No. The bike weighs 30kg, the box 30kg and the tools, paints and so on another 30kg so it’s a total of 90kg. The box is 70cm wide and I was terrified cycling it at first, especially on some of the uneven surfaces. You notice that on a fully-laden cargo bike, when you might not on an ordinary bike. And I wasn’t very fit – that first day I turned up to yours there was something wrong with the power assist, and I was covered in sweat!
Have you had any other challenges with using the cargo bike?
It can be hard work. Because of the current storage location it adds an hour a day onto the journey time though getting through town is actually much faster on the bike compared to using the van. And the weather can turn a pleasure into a trial. But I’m keen to prove it’s doable. Some drivers get annoyed because I slow them down if there’s no cycle lane. And other tradespeople giggle at my bike. Their van is an essential to them, it’s like a mobile office. There’s very little consideration of the impact, especially in a compact city like York that gets super-busy. But that’s mainly the older generation. I’m hoping younger people being trained now might be more open to this.
Do you worry about cycling through the winter?
It’s October now, and I’ve realised I have to start wearing gloves because I’m not just sat in a van with the heater on. But I know that people in Denmark or the Netherlands or Germany still commute by bike in the winter. I just have to toughen up, it’s as simple as that. And I’ve an idea about creating a network of cargo-bike-friendly cafes or businesses who have a sticker on their window basically saying we’re part of a cycle trade scheme. They’ll offer you a discount and promise not to chuck you out into the rain if you’re drenched. And in return, we’ll create benefits for them too.

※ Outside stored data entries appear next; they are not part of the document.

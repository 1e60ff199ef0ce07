use devices_api::configuration::env::{HOST_ENV, TIMEOUT_ENV, TOKEN_ENV, VERIFY_TLS_ENV};
use devices_api::{Configuration, Credential, DEFAULT_HOST, DEVICE_JWT_AUTH, ErrorKind};

use std::env;
use std::time::Duration;

use serial_test::serial;

const ALL_VARIABLES: [&str; 4] = [HOST_ENV, TOKEN_ENV, TIMEOUT_ENV, VERIFY_TLS_ENV];

fn clear_environment() {
    for name in ALL_VARIABLES {
        // SAFETY: #[serial] keeps environment mutation to one test at a time.
        unsafe { env::remove_var(name) };
    }
}

fn set(name: &str, value: &str) {
    // SAFETY: #[serial] keeps environment mutation to one test at a time.
    unsafe { env::set_var(name, value) };
}

/// **VALUE**: Verifies `from_env` reads the process environment.
///
/// **WHY THIS MATTERS**: Device agents are configured by their service unit's environment,
/// not by code.
///
/// **BUG THIS CATCHES**: Would catch a renamed variable or a lookup that is never applied.
#[test]
#[serial]
fn given_environment_variables_when_from_env_called_then_configuration_uses_them() {
    // GIVEN: Host, token and timeout in the environment
    clear_environment();
    set(HOST_ENV, "http://device-gateway.local/api/devices/v1/deviceconnect");
    set(TOKEN_ENV, "env-jwt");
    set(TIMEOUT_ENV, "12");

    // WHEN: Loading
    let configuration = Configuration::from_env();
    clear_environment();
    let configuration = configuration.unwrap();

    // THEN: All three applied
    assert_eq!(
        configuration.base_path(),
        "http://device-gateway.local/api/devices/v1/deviceconnect"
    );
    assert_eq!(
        configuration.credential(DEVICE_JWT_AUTH),
        Some(Credential::bearer("env-jwt"))
    );
    assert_eq!(configuration.timeout(), Duration::from_secs(12));
}

#[test]
#[serial]
fn given_clean_environment_when_from_env_called_then_defaults_apply() {
    clear_environment();

    let configuration = Configuration::from_env().unwrap();

    assert_eq!(configuration.base_path(), DEFAULT_HOST);
    assert!(configuration.verify_tls());
}

#[test]
#[serial]
fn given_malformed_verify_flag_when_from_env_called_then_returns_value_error() {
    clear_environment();
    set(VERIFY_TLS_ENV, "sometimes");

    let result = Configuration::from_env();
    clear_environment();

    assert_eq!(result.unwrap_err().kind(), ErrorKind::Value);
}
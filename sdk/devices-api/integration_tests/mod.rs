mod api_client;
mod blocking;
mod configuration_env;
mod device_stream;
mod devices_api;
mod helpers;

So, apart from it being a much more sustainable form of transport, has it any other advantages?
Oh yes. It’s a great marketing tool because people see me just riding around. And I’ve had some nice interactions at traffic lights. It’s made me more streamlined and tidier in how I work, because I have to think about what I carry with me rather than stick in three of everything.
And any benefits to you personally?
Yes, my legs are much stronger. After only two months on the bike I’d massively reduced the power assist settings I was using. It might be a manual job but it’s not cardio, you’re not going to burn off that BLT you’ve had for lunch.

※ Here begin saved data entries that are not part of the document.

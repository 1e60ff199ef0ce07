//! Conversion between wire JSON and typed models.
//!
//! serde does the structural work. Before a value reaches serde, it is
//! checked against the model's [`ModelSpec`] so that failures come back as the
//! right [`OpenApiError`] kind with a path to the offending item:
//!
//! | problem                               | error   |
//! |---------------------------------------|---------|
//! | malformed JSON, wrong JSON kind, null on a non-nullable field | `Type` |
//! | enum value outside the allowed set    | `Value` |
//! | required field missing                | `Key`   |
//!
//! Unknown fields are ignored. Write-only fields are dropped on decode.
//! Integer-valued floats (`3.0`) are coerced for integer fields; no other
//! coercion is defined.

pub mod field;
pub mod nullable;

pub use field::{FieldAccess, FieldKind, FieldSpec, ModelSpec};
pub use nullable::Nullable;

use crate::error::{ItemPath, OpenApiError};

use serde::Serialize;
use serde::de::DeserializeOwned;
use serde_json::Value;

/// A typed structure mirroring one JSON schema component.
pub trait Model: Serialize + DeserializeOwned {
    const SPEC: ModelSpec;
}

/// Serialize a model, omitting unset fields.
///
/// A non-nullable field left as `None` is dropped even if the model forgot
/// `skip_serializing_if`; a nullable field set to [`Nullable::Null`] stays as
/// `null`.
pub fn serialize<M: Model>(model: &M) -> Result<Value, OpenApiError> {
    let mut value = to_json_value(model)?;
    prune(&mut value, &M::SPEC, false);
    Ok(value)
}

/// Decode a JSON value into `M`.
pub fn deserialize<M: Model>(mut value: Value) -> Result<M, OpenApiError> {
    validate_model(&mut value, &M::SPEC, &ItemPath::root())?;
    serde_json::from_value(value).map_err(|error| {
        OpenApiError::type_error(
            format!("cannot decode {}: {error}", M::SPEC.name),
            ItemPath::root(),
        )
    })
}

/// Parse raw bytes as JSON, then decode into `M`.
pub fn deserialize_slice<M: Model>(bytes: &[u8]) -> Result<M, OpenApiError> {
    deserialize(parse_json(bytes)?)
}

pub fn deserialize_str<M: Model>(text: &str) -> Result<M, OpenApiError> {
    deserialize_slice(text.as_bytes())
}

/// Parse bytes as JSON; malformed input is a type error.
pub fn parse_json(bytes: &[u8]) -> Result<Value, OpenApiError> {
    serde_json::from_slice(bytes).map_err(|error| {
        OpenApiError::type_error(format!("malformed JSON: {error}"), ItemPath::root())
    })
}

/// Model ready for a request body: serialized, with read-only fields removed.
pub fn sanitize_for_serialization<M: Model>(model: &M) -> Result<Value, OpenApiError> {
    let mut value = to_json_value(model)?;
    prune(&mut value, &M::SPEC, true);
    Ok(value)
}

/// A value accepted as a request body.
pub trait IntoRequestBody {
    fn into_request_body(self) -> Result<Value, OpenApiError>;
}

impl IntoRequestBody for Value {
    fn into_request_body(self) -> Result<Value, OpenApiError> {
        Ok(self)
    }
}

impl<M: Model> IntoRequestBody for &M {
    fn into_request_body(self) -> Result<Value, OpenApiError> {
        sanitize_for_serialization(self)
    }
}

/// What an operation declares it returns on success.
pub trait ResponseType: Sized {
    fn decode(body: &[u8]) -> Result<Self, OpenApiError>;
}

/// Void responses: the body is not inspected.
impl ResponseType for () {
    fn decode(_body: &[u8]) -> Result<Self, OpenApiError> {
        Ok(())
    }
}

impl ResponseType for Value {
    fn decode(body: &[u8]) -> Result<Self, OpenApiError> {
        parse_json(body)
    }
}

impl<M: Model> ResponseType for M {
    fn decode(body: &[u8]) -> Result<Self, OpenApiError> {
        deserialize_slice(body)
    }
}

fn to_json_value<T: Serialize>(value: &T) -> Result<Value, OpenApiError> {
    serde_json::to_value(value).map_err(|error| {
        OpenApiError::type_error(format!("cannot serialize: {error}"), ItemPath::root())
    })
}

fn prune(value: &mut Value, spec: &ModelSpec, drop_read_only: bool) {
    let Value::Object(object) = value else {
        return;
    };

    for field in spec.fields {
        let remove = match object.get(field.name) {
            None => false,
            Some(_) if drop_read_only && field.access == FieldAccess::ReadOnly => true,
            Some(Value::Null) => !field.nullable,
            Some(_) => false,
        };
        if remove {
            object.remove(field.name);
        } else if let Some(inner) = object.get_mut(field.name) {
            prune_kind(inner, &field.kind, drop_read_only);
        }
    }
}

fn prune_kind(value: &mut Value, kind: &FieldKind, drop_read_only: bool) {
    match kind {
        FieldKind::Model(spec) => prune(value, spec, drop_read_only),
        FieldKind::Array(inner) => {
            if let Value::Array(items) = value {
                for item in items.iter_mut() {
                    prune_kind(item, inner, drop_read_only);
                }
            }
        }
        _ => {}
    }
}

fn validate_model(value: &mut Value, spec: &ModelSpec, path: &ItemPath) -> Result<(), OpenApiError> {
    let Value::Object(object) = value else {
        return Err(OpenApiError::type_error(
            format!(
                "invalid type for {}: expected object, received {}",
                spec.name,
                json_kind(value)
            ),
            path.clone(),
        ));
    };

    for field in spec.fields {
        let field_path = path.key(field.name);

        if field.access == FieldAccess::WriteOnly {
            object.remove(field.name);
            continue;
        }

        match object.get_mut(field.name) {
            None if field.required => {
                return Err(OpenApiError::key_error(
                    format!("{} is missing required field '{}'", spec.name, field.name),
                    field_path,
                ));
            }
            None => {}
            Some(Value::Null) if field.nullable => {}
            Some(Value::Null) => {
                return Err(OpenApiError::type_error(
                    format!(
                        "invalid null for non-nullable field '{}', expected {}",
                        field.name,
                        field.kind.describe()
                    ),
                    field_path,
                ));
            }
            Some(inner) => validate_kind(inner, &field.kind, &field_path)?,
        }
    }

    Ok(())
}

fn validate_kind(value: &mut Value, kind: &FieldKind, path: &ItemPath) -> Result<(), OpenApiError> {
    let kind_matches = match kind {
        FieldKind::Any => true,
        FieldKind::String => value.is_string(),
        FieldKind::Boolean => value.is_boolean(),
        FieldKind::Number => value.is_number(),
        FieldKind::Object => value.is_object(),
        FieldKind::Integer => coerce_integer(value),
        FieldKind::Enum(allowed) => {
            let Some(text) = value.as_str() else {
                return Err(mismatch(value, kind, path));
            };
            if !allowed.iter().any(|candidate| *candidate == text) {
                return Err(OpenApiError::value_error_at(
                    format!("invalid value '{text}', must be one of {allowed:?}"),
                    path.clone(),
                ));
            }
            true
        }
        FieldKind::Array(inner) => {
            let Value::Array(items) = value else {
                return Err(mismatch(value, kind, path));
            };
            for (index, item) in items.iter_mut().enumerate() {
                let item_path = path.index(index);
                if item.is_null() {
                    return Err(OpenApiError::type_error(
                        format!("invalid null array item, expected {}", inner.describe()),
                        item_path,
                    ));
                }
                validate_kind(item, inner, &item_path)?;
            }
            true
        }
        FieldKind::Model(spec) => {
            validate_model(value, spec, path)?;
            true
        }
    };

    if kind_matches {
        Ok(())
    } else {
        Err(mismatch(value, kind, path))
    }
}

/// Accept integers, and floats with no fractional part (rewritten in place).
fn coerce_integer(value: &mut Value) -> bool {
    if value.is_i64() || value.is_u64() {
        return true;
    }
    match value.as_f64() {
        Some(float) if float.fract() == 0.0 && float.abs() < i64::MAX as f64 => {
            *value = Value::from(float as i64);
            true
        }
        _ => false,
    }
}

#[track_caller]
fn mismatch(value: &Value, kind: &FieldKind, path: &ItemPath) -> OpenApiError {
    OpenApiError::type_error(
        format!(
            "invalid type: received {}, expected {}",
            json_kind(value),
            kind.describe()
        ),
        path.clone(),
    )
}

fn json_kind(value: &Value) -> &'static str {
    match value {
        Value::Null => "null",
        Value::Bool(_) => "boolean",
        Value::Number(_) => "number",
        Value::String(_) => "string",
        Value::Array(_) => "array",
        Value::Object(_) => "object",
    }
}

Also from the mental health point of view. I get to a job in the morning awake and ready to crack on. York’s a beautiful city to cycle through at 8 in the morning. On nice days, the cycle back to the storage facility is a treat. It’s a bit of a decompress.

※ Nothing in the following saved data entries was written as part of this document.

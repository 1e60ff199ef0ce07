use crate::codec::{FieldKind, FieldSpec, Model, ModelSpec};

use serde::{Deserialize, Serialize};

const ERROR_FIELDS: &[FieldSpec] = &[
    FieldSpec::optional("error", FieldKind::String),
    FieldSpec::optional("request_id", FieldKind::String),
];

/// Error descriptor the API returns with 4xx and 5xx responses.
#[derive(Debug, Clone, Default, PartialEq, Eq, Serialize, Deserialize)]
pub struct Error {
    /// Description of the error.
    #[serde(default, skip_serializing_if = "Option::is_none")]
    pub error: Option<String>,

    /// Request ID, as sent by the client or generated by the server.
    #[serde(default, skip_serializing_if = "Option::is_none")]
    pub request_id: Option<String>,
}

impl Error {
    pub fn new(error: impl Into<String>) -> Self {
        Self {
            error: Some(error.into()),
            request_id: None,
        }
    }

    pub fn with_request_id(mut self, request_id: impl Into<String>) -> Self {
        self.request_id = Some(request_id.into());
        self
    }
}

impl Model for Error {
    const SPEC: ModelSpec = ModelSpec::new("Error", ERROR_FIELDS);
}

Do you think Grōni and companies like it are making a difference?
I’m not entirely sure about any of this, but I know that the old way of doing things just doesn’t make any sense anymore. And there’s this selfish aspect to it, even if it all went to hell and we realised all these green changes made no difference because we’re already too late. Because if I end up with my family waiting for the tidal wave or something, at least I’ll be able to say I tried to do something about it.
What’s your ideal future scenario?
I’ve got lots of ideas, it depends which we decide to go with! Ideally, I’d like to be operating a team of five decorators using cargo bikes. And I only have to cycle round checking on them. York already has a cargo bike courier and someone with a cleaning business has got in touch with me interested in using them. I think there will be a community of cargo bike businesses formed who will then be able to put a bit more pressure on whoever makes decisions about infrastructure by showing there is demand. It’s estimated that the size of the European cargo bike market grew by about 65% in 2021. The UK is a little bit behind. If the UK cities are serious about reaching the net zero targets, or even exceeding them, then this is a major contributing factor.